Merci pour le chocolat, or Nightcap (2000), another psychological thriller that focuses on dark family secrets, starring, once again, Isabel Huppert.

The set closes with The Flower of Evil (2003), Chabrol’s 50th film, with Nathalie Baye as a middle-aged woman who decides to run for the office of mayor in her town. But her unfaithful husband is certainly not helping her campaign. Neither is the person or persons distributing leaflets accusing her family of collaboration with the Nazis.

All of these films come from new 4K restorations with new and archival features, including new commentaries for each film. Here's a list of the special features. Bottom line: If you’re already a fan of Chabrol, you’ll want to pick up this set. If you’re just starting out, I’d recommend La Cérémonie (1995) or The Butcher (1970).

March 29

The Devil Strikes at Night (1957) Robert Siodmak - Kino Lorber Blu-ray

Here’s a very interesting release from the man who gave us Phantom Lady, The Killers, Criss Cross, and many other film noir classics, Robert Siodmak.
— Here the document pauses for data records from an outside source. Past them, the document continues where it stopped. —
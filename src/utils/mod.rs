/// 工具模块 - 提供通用工具函数
pub mod logging;

pub use logging::LoggingConfig;
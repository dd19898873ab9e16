// 节点 token 成本统计模块

mod aggregator;
mod cost;
mod persistence;

pub use aggregator::{apply_cost, fold, TokenCostAggregator};
pub use cost::{NodeTokenCost, SharedTokenCosts, TokenCostMap};
pub use persistence::TokenCostPersistence;
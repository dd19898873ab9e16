use chrono::{DateTime, NaiveDateTime, Utc};

const NAIVE_FORMATS: [&str; 2] = ["%Y-%m-%dT%H:%M:%S%.f", "%Y-%m-%d %H:%M:%S%.f"];

/// 解析 ISO-8601 时间戳
///
/// 后端使用 `datetime.utcnow().isoformat()`，不带时区后缀，按 UTC 处理。
pub fn parse_timestamp(raw: &str) -> Option<DateTime<Utc>> {
    let raw = raw.trim();
    if raw.is_empty() {
        return None;
    }

    if let Ok(ts) = DateTime::parse_from_rfc3339(raw) {
        return Some(ts.with_timezone(&Utc));
    }

    NAIVE_FORMATS
        .iter()
        .find_map(|format| NaiveDateTime::parse_from_str(raw, format).ok())
        .map(|naive| naive.and_utc())
}

#[cfg(test)]
mod tests {
    use super::*;
    use chrono::TimeZone;

    #[test]
    fn parses_offset_and_naive_timestamps() {
        let expected = Utc.with_ymd_and_hms(2025, 3, 1, 12, 0, 5).unwrap();
        assert_eq!(parse_timestamp("2025-03-01T12:00:05Z"), Some(expected));
        assert_eq!(parse_timestamp("2025-03-01T14:00:05+02:00"), Some(expected));
        assert_eq!(parse_timestamp("2025-03-01T12:00:05"), Some(expected));
        assert_eq!(parse_timestamp("2025-03-01 12:00:05"), Some(expected));
    }

    #[test]
    fn keeps_fractional_seconds() {
        let ts = parse_timestamp("2025-03-01T12:00:05.250000").unwrap();
        assert_eq!(ts.timestamp_subsec_millis(), 250);
    }

    #[test]
    fn rejects_garbage() {
        assert!(parse_timestamp("").is_none());
        assert!(parse_timestamp("yesterday").is_none());
    }
}
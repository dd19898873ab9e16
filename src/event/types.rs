use std::fmt;

use chrono::{DateTime, Utc};
use serde::{Deserialize, Deserializer, Serialize};
use serde_json::Value;
use tracing::debug;

use crate::error::{Result, TelemetryError};
use crate::tokens::NodeTokenCost;

use super::time::parse_timestamp;

/// 事件类型
///
/// 未识别的类型原样保留在 `Other` 中，只计入事件总数。
#[derive(Clone, Debug, PartialEq, Eq, Hash, Serialize, Deserialize)]
#[serde(from = "String", into = "String")]
pub enum EventKind {
    ChainStart,
    ChainEnd,
    ToolStart,
    ToolEnd,
    AgentAction,
    LlmEnd,
    NodeCompleted,
    Error,
    Complete,
    RecursionLimitHit,
    Other(String),
}

impl EventKind {
    pub fn as_str(&self) -> &str {
        match self {
            EventKind::ChainStart => "on_chain_start",
            EventKind::ChainEnd => "on_chain_end",
            EventKind::ToolStart => "on_tool_start",
            EventKind::ToolEnd => "on_tool_end",
            EventKind::AgentAction => "on_agent_action",
            EventKind::LlmEnd => "on_llm_end",
            EventKind::NodeCompleted => "node_completed",
            EventKind::Error => "error",
            EventKind::Complete => "complete",
            EventKind::RecursionLimitHit => "recursion_limit_hit",
            EventKind::Other(name) => name.as_str(),
        }
    }

    pub fn is_terminal(&self) -> bool {
        matches!(self, EventKind::Complete)
    }
}

impl Default for EventKind {
    fn default() -> Self {
        EventKind::Other(String::new())
    }
}

impl From<&str> for EventKind {
    fn from(value: &str) -> Self {
        match value {
            "on_chain_start" => EventKind::ChainStart,
            "on_chain_end" => EventKind::ChainEnd,
            "on_tool_start" => EventKind::ToolStart,
            "on_tool_end" => EventKind::ToolEnd,
            "on_agent_action" => EventKind::AgentAction,
            "on_llm_end" => EventKind::LlmEnd,
            "node_completed" => EventKind::NodeCompleted,
            "error" => EventKind::Error,
            "complete" => EventKind::Complete,
            "recursion_limit_hit" => EventKind::RecursionLimitHit,
            other => EventKind::Other(other.to_string()),
        }
    }
}

impl From<String> for EventKind {
    fn from(value: String) -> Self {
        EventKind::from(value.as_str())
    }
}

impl From<EventKind> for String {
    fn from(kind: EventKind) -> Self {
        match kind {
            EventKind::Other(name) => name,
            known => known.as_str().to_string(),
        }
    }
}

impl fmt::Display for EventKind {
    fn fmt(&self, f: &mut fmt::Formatter<'_>) -> fmt::Result {
        f.write_str(self.as_str())
    }
}

/// 工作流执行事件
///
/// `data` 保持原始 JSON，按需通过访问器读取；字段缺失或类型不符时访问器返回 `None`，
/// 调用方据此跳过专门视图的更新。
/// 顶层字段类型不符时按缺失处理，只有非 JSON 对象才算无法解析。
#[derive(Clone, Debug, PartialEq, Serialize, Deserialize)]
pub struct ExecutionEvent {
    #[serde(rename = "type", default, deserialize_with = "lenient_kind")]
    pub kind: EventKind,
    #[serde(
        default,
        deserialize_with = "lenient_string",
        skip_serializing_if = "Option::is_none"
    )]
    pub timestamp: Option<String>,
    #[serde(
        default,
        deserialize_with = "lenient_id",
        skip_serializing_if = "Option::is_none"
    )]
    pub id: Option<String>,
    #[serde(default, skip_serializing_if = "Value::is_null")]
    pub data: Value,
}

impl ExecutionEvent {
    pub fn new(kind: impl Into<EventKind>) -> Self {
        Self {
            kind: kind.into(),
            timestamp: None,
            id: None,
            data: Value::Null,
        }
    }

    pub fn with_data(mut self, data: Value) -> Self {
        self.data = data;
        self
    }

    pub fn with_timestamp(mut self, timestamp: impl Into<String>) -> Self {
        self.timestamp = Some(timestamp.into());
        self
    }

    pub fn with_id(mut self, id: impl Into<String>) -> Self {
        self.id = Some(id.into());
        self
    }

    pub fn from_json_str(raw: &str) -> Result<Self> {
        let value: Value =
            serde_json::from_str(raw).map_err(|e| TelemetryError::MalformedEvent(e.to_string()))?;
        Self::from_value(value)
    }

    /// 从任意 JSON 值构造事件，要求是对象
    pub fn from_value(value: Value) -> Result<Self> {
        if !value.is_object() {
            return Err(TelemetryError::MalformedEvent(format!(
                "expected a JSON object, found {}",
                json_type_name(&value)
            )));
        }
        serde_json::from_value(value).map_err(|e| TelemetryError::MalformedEvent(e.to_string()))
    }

    fn str_field(&self, key: &str) -> Option<&str> {
        self.data.get(key).and_then(Value::as_str)
    }

    fn non_empty_field(&self, key: &str) -> Option<&str> {
        self.str_field(key)
            .map(str::trim)
            .filter(|value| !value.is_empty())
    }

    pub fn agent_label(&self) -> Option<&str> {
        self.non_empty_field("agent_label")
    }

    /// 节点标识：`nodeId` → `node_id` → `agent_label`
    pub fn node_id(&self) -> Option<&str> {
        self.non_empty_field("nodeId")
            .or_else(|| self.non_empty_field("node_id"))
            .or_else(|| self.agent_label())
    }

    pub fn tool_name(&self) -> Option<&str> {
        self.non_empty_field("tool_name")
            .or_else(|| self.non_empty_field("name"))
    }

    pub fn agent_name(&self) -> Option<&str> {
        self.non_empty_field("agent_name")
    }

    pub fn status(&self) -> Option<&str> {
        self.str_field("status")
    }

    pub fn is_error_status(&self) -> bool {
        self.status() == Some("error")
    }

    pub fn error_message(&self) -> Option<String> {
        match self.data.get("error")? {
            Value::Null => None,
            Value::String(message) => Some(message.clone()),
            other => Some(other.to_string()),
        }
    }

    pub fn tokens_used(&self) -> Option<u64> {
        let value = self.data.get("tokens_used")?;
        value
            .as_u64()
            .or_else(|| value.as_f64().filter(|v| *v >= 0.0).map(|v| v as u64))
    }

    pub fn token_cost(&self) -> Option<NodeTokenCost> {
        let raw = self.data.get("tokenCost")?;
        match serde_json::from_value(raw.clone()) {
            Ok(cost) => Some(cost),
            Err(error) => {
                debug!(kind = %self.kind, %error, "ignoring unparseable tokenCost payload");
                None
            }
        }
    }

    /// 传输层事件 ID，用于同一次运行内去重
    ///
    /// 传输层用 `0` 表示“没有 ID”，与缺失等同。
    pub fn event_id(&self) -> Option<String> {
        if let Some(id) = self.id.as_deref().filter(|id| is_real_id(id)) {
            return Some(id.to_string());
        }
        match self.data.get("event_id")? {
            Value::String(id) if is_real_id(id) => Some(id.clone()),
            Value::Number(id) => Some(id.to_string()).filter(|id| is_real_id(id)),
            _ => None,
        }
    }

    pub fn timestamp_str(&self) -> Option<&str> {
        self.timestamp
            .as_deref()
            .or_else(|| self.str_field("timestamp"))
    }

    pub fn parsed_timestamp(&self) -> Option<DateTime<Utc>> {
        self.timestamp_str().and_then(parse_timestamp)
    }
}

fn is_real_id(id: &str) -> bool {
    let id = id.trim();
    !id.is_empty() && id != "0"
}

fn json_type_name(value: &Value) -> &'static str {
    match value {
        Value::Null => "null",
        Value::Bool(_) => "a boolean",
        Value::Number(_) => "a number",
        Value::String(_) => "a string",
        Value::Array(_) => "an array",
        Value::Object(_) => "an object",
    }
}

fn lenient_kind<'de, D>(deserializer: D) -> std::result::Result<EventKind, D::Error>
where
    D: Deserializer<'de>,
{
    Ok(match Value::deserialize(deserializer)? {
        Value::String(name) => EventKind::from(name),
        _ => EventKind::default(),
    })
}

fn lenient_string<'de, D>(deserializer: D) -> std::result::Result<Option<String>, D::Error>
where
    D: Deserializer<'de>,
{
    Ok(match Value::deserialize(deserializer)? {
        Value::String(text) => Some(text),
        _ => None,
    })
}

/// SSE 帧里的 ID 是整数，统一转成字符串
fn lenient_id<'de, D>(deserializer: D) -> std::result::Result<Option<String>, D::Error>
where
    D: Deserializer<'de>,
{
    Ok(match Value::deserialize(deserializer)? {
        Value::String(id) => Some(id),
        Value::Number(id) => Some(id.to_string()),
        _ => None,
    })
}

/// 解析 JSON Lines 格式的事件日志，空行忽略
pub fn parse_json_lines(raw: &str) -> Result<Vec<ExecutionEvent>> {
    raw.lines()
        .enumerate()
        .filter(|(_, line)| !line.trim().is_empty())
        .map(|(index, line)| {
            ExecutionEvent::from_json_str(line).map_err(|e| {
                TelemetryError::MalformedEvent(format!("line {}: {}", index + 1, e))
            })
        })
        .collect()
}

#[cfg(test)]
mod tests {
    use super::*;
    use serde_json::json;

    #[test]
    fn unknown_types_round_trip_verbatim() {
        let event = ExecutionEvent::from_json_str(r#"{"type":"subagent_start"}"#).unwrap();
        assert_eq!(event.kind, EventKind::Other("subagent_start".into()));
        let encoded = serde_json::to_value(&event).unwrap();
        assert_eq!(encoded["type"], "subagent_start");
    }

    #[test]
    fn missing_type_is_tolerated() {
        let event = ExecutionEvent::from_json_str(r#"{"data":{"foo":1}}"#).unwrap();
        assert_eq!(event.kind, EventKind::Other(String::new()));
    }

    #[test]
    fn node_id_falls_back_to_agent_label() {
        let event = ExecutionEvent::new("error").with_data(json!({"agent_label": "Writer"}));
        assert_eq!(event.node_id(), Some("Writer"));

        let event = ExecutionEvent::new("error")
            .with_data(json!({"node_id": "node-7", "agent_label": "Writer"}));
        assert_eq!(event.node_id(), Some("node-7"));
    }

    #[test]
    fn timestamp_is_read_from_data_when_missing() {
        let event = ExecutionEvent::new("on_tool_start")
            .with_data(json!({"timestamp": "2025-01-01T00:00:00"}));
        assert!(event.parsed_timestamp().is_some());
    }

    #[test]
    fn malformed_token_cost_is_skipped() {
        let event = ExecutionEvent::new("node_completed")
            .with_data(json!({"agent_label": "A", "tokenCost": {"totalTokens": "lots"}}));
        assert!(event.token_cost().is_none());
    }

    #[test]
    fn mistyped_top_level_fields_are_tolerated() {
        let event = ExecutionEvent::from_json_str(r#"{"type":"on_tool_start","id":7}"#).unwrap();
        assert_eq!(event.kind, EventKind::ToolStart);
        assert_eq!(event.event_id().as_deref(), Some("7"));

        let event =
            ExecutionEvent::from_json_str(r#"{"type":null,"timestamp":1714000000}"#).unwrap();
        assert_eq!(event.kind, EventKind::Other(String::new()));
        assert!(event.timestamp.is_none());
        assert!(event.parsed_timestamp().is_none());
    }

    #[test]
    fn non_object_events_are_rejected() {
        assert!(ExecutionEvent::from_json_str(r#"["complete"]"#).is_err());
        assert!(ExecutionEvent::from_json_str("42").is_err());
    }

    #[test]
    fn zero_event_id_means_no_id() {
        let event = ExecutionEvent::new("complete").with_data(json!({"event_id": 0}));
        assert!(event.event_id().is_none());
        let event = ExecutionEvent::from_json_str(r#"{"type":"complete","id":0}"#).unwrap();
        assert!(event.event_id().is_none());
        let event = ExecutionEvent::new("complete").with_data(json!({"event_id": 12}));
        assert_eq!(event.event_id().as_deref(), Some("12"));
    }

    #[test]
    fn json_lines_keep_mistyped_events() {
        let raw = "{\"type\":\"on_chain_start\"}\n{\"type\":\"on_tool_start\",\"id\":7,\"timestamp\":1714000000}\n{\"type\":\"complete\"}\n";
        let events = parse_json_lines(raw).unwrap();
        assert_eq!(events.len(), 3);
        assert_eq!(events[1].kind, EventKind::ToolStart);
    }

    #[test]
    fn json_lines_report_line_numbers() {
        let raw = "{\"type\":\"complete\"}\n\nnot json\n";
        let err = parse_json_lines(raw).unwrap_err();
        assert!(err.to_string().contains("line 3"));
    }
}
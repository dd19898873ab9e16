use crate::error::{Result, TelemetryError};
use std::env;

/// 环境变量配置管理
pub struct EnvConfig;

impl EnvConfig {
    /// 从环境变量获取值
    pub fn get_env(key: &str) -> Result<String> {
        env::var(key).map_err(|_| {
            TelemetryError::Config(format!("environment variable `{}` is not set", key))
        })
    }

    /// 获取可选的环境变量
    pub fn get_env_optional(key: &str) -> Option<String> {
        env::var(key).ok().filter(|value| !value.trim().is_empty())
    }

    /// 获取可选的整数环境变量，格式错误时报错
    pub fn get_usize(key: &str) -> Result<Option<usize>> {
        match Self::get_env_optional(key) {
            None => Ok(None),
            Some(raw) => raw.trim().parse::<usize>().map(Some).map_err(|_| {
                TelemetryError::Config(format!("`{}` must be a non-negative integer, got `{}`", key, raw))
            }),
        }
    }
}
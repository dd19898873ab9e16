use serde::{Deserialize, Serialize};

use super::duration::{elapsed_between, format_duration};
use crate::event::{EventKind, ExecutionEvent};

/// 一次运行的聚合指标快照
#[derive(Clone, Debug, PartialEq, Eq, Serialize, Deserialize)]
#[serde(rename_all = "camelCase")]
pub struct WorkflowMetrics {
    pub total_events: usize,
    pub chain_ends: usize,
    pub tool_calls: usize,
    pub agent_actions: usize,
    pub llm_calls: usize,
    pub total_tokens: u64,
    pub errors: usize,
    pub duration_secs: u64,
    pub duration: String,
}

impl Default for WorkflowMetrics {
    fn default() -> Self {
        compute(&[])
    }
}

/// 从完整事件历史计算指标
///
/// 时长取首尾事件时间戳之差而不是当前时间，实时流和历史回放结果一致。
/// token 只累加 `on_llm_end` 的 `tokens_used`，与节点成本表是两套口径。
pub fn compute(events: &[ExecutionEvent]) -> WorkflowMetrics {
    let mut metrics = WorkflowMetrics {
        total_events: events.len(),
        chain_ends: 0,
        tool_calls: 0,
        agent_actions: 0,
        llm_calls: 0,
        total_tokens: 0,
        errors: 0,
        duration_secs: 0,
        duration: String::new(),
    };

    for event in events {
        match event.kind {
            EventKind::ChainEnd => metrics.chain_ends += 1,
            EventKind::ToolStart => metrics.tool_calls += 1,
            EventKind::AgentAction => metrics.agent_actions += 1,
            EventKind::LlmEnd => {
                metrics.llm_calls += 1;
                metrics.total_tokens = metrics
                    .total_tokens
                    .saturating_add(event.tokens_used().unwrap_or(0));
            }
            EventKind::Error => metrics.errors += 1,
            _ => {}
        }
    }

    let first = events.iter().find_map(ExecutionEvent::parsed_timestamp);
    let last = events.iter().rev().find_map(ExecutionEvent::parsed_timestamp);
    if let (Some(first), Some(last)) = (first, last) {
        metrics.duration_secs = elapsed_between(first, last);
    }
    metrics.duration = format_duration(metrics.duration_secs);
    metrics
}

#[cfg(test)]
mod tests {
    use super::*;
    use serde_json::json;

    fn at(kind: &str, ts: &str) -> ExecutionEvent {
        ExecutionEvent::new(kind).with_timestamp(ts)
    }

    #[test]
    fn counts_each_recognized_kind() {
        let events = vec![
            ExecutionEvent::new("on_chain_end"),
            ExecutionEvent::new("on_tool_start"),
            ExecutionEvent::new("on_tool_start"),
            ExecutionEvent::new("on_agent_action"),
            ExecutionEvent::new("on_llm_end").with_data(json!({"tokens_used": 120})),
            ExecutionEvent::new("on_llm_end").with_data(json!({"tokens_used": "n/a"})),
            ExecutionEvent::new("error"),
            ExecutionEvent::new("subagent_start"),
            ExecutionEvent::new("node_completed")
                .with_data(json!({"tokenCost": {"totalTokens": 999}})),
        ];
        let metrics = compute(&events);
        assert_eq!(metrics.total_events, 9);
        assert_eq!(metrics.chain_ends, 1);
        assert_eq!(metrics.tool_calls, 2);
        assert_eq!(metrics.agent_actions, 1);
        assert_eq!(metrics.llm_calls, 2);
        assert_eq!(metrics.total_tokens, 120);
        assert_eq!(metrics.errors, 1);
    }

    #[test]
    fn duration_uses_first_and_last_timestamps() {
        let events = vec![
            at("on_chain_start", "2025-05-01T10:00:00Z"),
            ExecutionEvent::new("on_tool_start"),
            at("complete", "2025-05-01T10:01:35Z"),
        ];
        assert_eq!(compute(&events).duration, "1m 35s");

        let events = vec![
            at("on_chain_start", "2025-05-01T10:00:00"),
            at("complete", "2025-05-01T10:00:45"),
        ];
        assert_eq!(compute(&events).duration, "45s");
    }

    #[test]
    fn repeated_computation_is_stable() {
        let events = vec![
            at("on_llm_end", "2025-05-01T10:00:00Z").with_data(json!({"tokens_used": 7})),
            at("complete", "2025-05-01T10:00:03Z"),
        ];
        assert_eq!(compute(&events), compute(&events));
    }

    #[test]
    fn token_sum_saturates_instead_of_overflowing() {
        let huge = u64::MAX / 2 + 1;
        let events = vec![
            ExecutionEvent::new("on_llm_end").with_data(json!({"tokens_used": huge})),
            ExecutionEvent::new("on_llm_end").with_data(json!({"tokens_used": huge})),
        ];
        let metrics = compute(&events);
        assert_eq!(metrics.llm_calls, 2);
        assert_eq!(metrics.total_tokens, u64::MAX);
    }

    #[test]
    fn empty_history_has_zero_duration() {
        let metrics = WorkflowMetrics::default();
        assert_eq!(metrics.total_events, 0);
        assert_eq!(metrics.duration, "0s");
    }
}
use std::collections::{BTreeMap, BTreeSet, VecDeque};

use serde_json::Value;

use super::types::{NodeWarning, WarningKind, WarningMap, UNKNOWN_NODE};
use crate::config::DiagnosticsConfig;
use crate::event::{EventKind, ExecutionEvent};

/// 使用默认阈值分析事件历史
pub fn analyze(events: &[ExecutionEvent]) -> WarningMap {
    DiagnosticsAnalyzer::default().analyze(events)
}

/// 执行诊断分析器
///
/// 纯函数：每次从完整历史整体重算，不修改输入，单次遍历。
#[derive(Clone, Debug, Default)]
pub struct DiagnosticsAnalyzer {
    config: DiagnosticsConfig,
}

impl DiagnosticsAnalyzer {
    pub fn new(config: DiagnosticsConfig) -> Self {
        Self { config }
    }

    pub fn config(&self) -> &DiagnosticsConfig {
        &self.config
    }

    pub fn analyze(&self, events: &[ExecutionEvent]) -> WarningMap {
        let mut warnings = WarningMap::new();
        let mut agent_actions: BTreeMap<String, usize> = BTreeMap::new();
        let mut tool_starts: BTreeMap<(String, String), usize> = BTreeMap::new();
        let window = self.config.loop_window.max(1);
        let mut trail: VecDeque<String> = VecDeque::with_capacity(window);

        for event in events {
            match &event.kind {
                EventKind::Error => {
                    let message = event
                        .error_message()
                        .unwrap_or_else(|| "Unknown error".to_string());
                    push(
                        &mut warnings,
                        node_key(event),
                        NodeWarning::error(WarningKind::ExecutionError, message),
                    );
                }
                EventKind::NodeCompleted if event.is_error_status() => {
                    let message = event
                        .error_message()
                        .unwrap_or_else(|| "Node reported an error status".to_string());
                    push(
                        &mut warnings,
                        node_key(event),
                        NodeWarning::error(WarningKind::NodeFailed, message),
                    );
                }
                EventKind::RecursionLimitHit => {
                    let node = event
                        .agent_name()
                        .or_else(|| event.node_id())
                        .unwrap_or(UNKNOWN_NODE)
                        .to_string();
                    push(
                        &mut warnings,
                        node,
                        NodeWarning::error(WarningKind::RecursionLimit, recursion_message(event)),
                    );
                }
                EventKind::AgentAction => {
                    let Some(node) = event.node_id() else {
                        continue;
                    };
                    *agent_actions.entry(node.to_string()).or_default() += 1;
                    if trail.len() == window {
                        trail.pop_front();
                    }
                    trail.push_back(node.to_string());
                }
                EventKind::ToolStart => {
                    let (Some(node), Some(tool)) = (event.node_id(), event.tool_name()) else {
                        continue;
                    };
                    *tool_starts
                        .entry((node.to_string(), tool.to_string()))
                        .or_default() += 1;
                }
                _ => {}
            }
        }

        for (node, count) in agent_actions {
            if count > self.config.agent_iteration_threshold {
                let message = format!("Agent '{node}' executed {count} times - possible infinite loop");
                push(
                    &mut warnings,
                    node,
                    NodeWarning::warning(WarningKind::ExcessiveIterations, message),
                );
            }
        }

        for ((node, tool), count) in tool_starts {
            if count >= self.config.tool_repeat_threshold.max(1) {
                let message = format!("Tool '{tool}' called {count} times");
                push(&mut warnings, node, NodeWarning::warning(WarningKind::ToolLoop, message));
            }
        }

        self.detect_loop(&trail, window, &mut warnings);
        warnings
    }

    fn detect_loop(&self, trail: &VecDeque<String>, window: usize, warnings: &mut WarningMap) {
        if trail.len() < window {
            return;
        }
        let unique: BTreeSet<&str> = trail.iter().map(String::as_str).collect();
        if unique.len() > self.config.loop_max_unique_agents {
            return;
        }

        let pattern = trail
            .iter()
            .skip(trail.len().saturating_sub(5))
            .map(String::as_str)
            .collect::<Vec<_>>()
            .join(" → ");

        for node in &unique {
            push(
                warnings,
                node.to_string(),
                NodeWarning::warning(
                    WarningKind::ExecutionLoop,
                    format!("Agent execution loop detected: {pattern}"),
                ),
            );
        }

        if let (1, Some(node)) = (unique.len(), unique.first()) {
            push(
                warnings,
                node.to_string(),
                NodeWarning::warning(
                    WarningKind::MissingExit,
                    format!("Node '{node}' executing repeatedly - missing outgoing edge"),
                ),
            );
        }
    }
}

fn node_key(event: &ExecutionEvent) -> String {
    event.node_id().unwrap_or(UNKNOWN_NODE).to_string()
}

fn push(warnings: &mut WarningMap, node: String, warning: NodeWarning) {
    warnings.entry(node).or_default().push(warning);
}

fn recursion_message(event: &ExecutionEvent) -> String {
    let mut message = match event.data.get("iteration_count").and_then(Value::as_u64) {
        Some(count) => format!("Recursion limit reached after {count} iterations"),
        None => "Recursion limit reached".to_string(),
    };
    let issues: Vec<&str> = event
        .data
        .pointer("/diagnostics/detected_issues")
        .and_then(Value::as_array)
        .map(|items| items.iter().filter_map(Value::as_str).collect())
        .unwrap_or_default();
    if !issues.is_empty() {
        message.push_str(": ");
        message.push_str(&issues.join("; "));
    }
    message
}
After a tremendous career in Hollywood, Siodmak returned home to Germany in the 1950s where he directed several films including The Devil Strikes at Night (1957). In 1944 Hamburg, a barmaid is strangled to death, and it seems an open-and-shut case until an injured Nazi soldier named Alex Kersten (Claus Holm) is reassigned to the local police force. Kersten is convinced the girl’s death is the work of a serial killer and that this killer is an Aryan, not a Jew, a gypsy, or a foreigner, as the Nazis would prefer. Based on a true story, The Devil Strikes at Night for a Best Foreign Language Oscar and won many awards at the Berlin Film Festival in 1958. There’s only one special feature here, and it’s bound to be a good one, an audio commentary by Imogen Sara Smith. I’m definitely picking this one up.

Shakedown (1950) Joseph Pevney - Kino Lorber Blu-ray

Here’s a film I saw at Noir City DC several months back and thought, “Man, I wish this was on Blu-ray.” And now it is! I’m talking about Shakedown from 1950, not to be confused with The Shakedown from 1960, a very different movie. (Eddie Muller has a great story about programming this film. You can find it on the Ask Eddie episode below from December 9, 2021, just after the 13-minute mark or so.)

Newspaper photographer Jack Early (Howard Duff) will do anything to grab front-page-worthy pictures, even if he has to ignore the rules or abandon his scruples - if he has any. After a few encounters with (and jobs for) racketeers, Early finds himself in big trouble. The film also stars Brian Donlevy, Peggy Dow, and Lawrence Tierney. This release is taken from a new 2K restoration and features an audio commentary by film scholar Jason A. Ney. This is a good one. Don’t hesitate.

I'm pretty excited about these March releases, although my wallet certainly won't be... I hope you find some titles to check out from this list. Remember that release dates often change, but I'll update you with any news I come across. Thanks for stopping by, and enjoy some great film noir.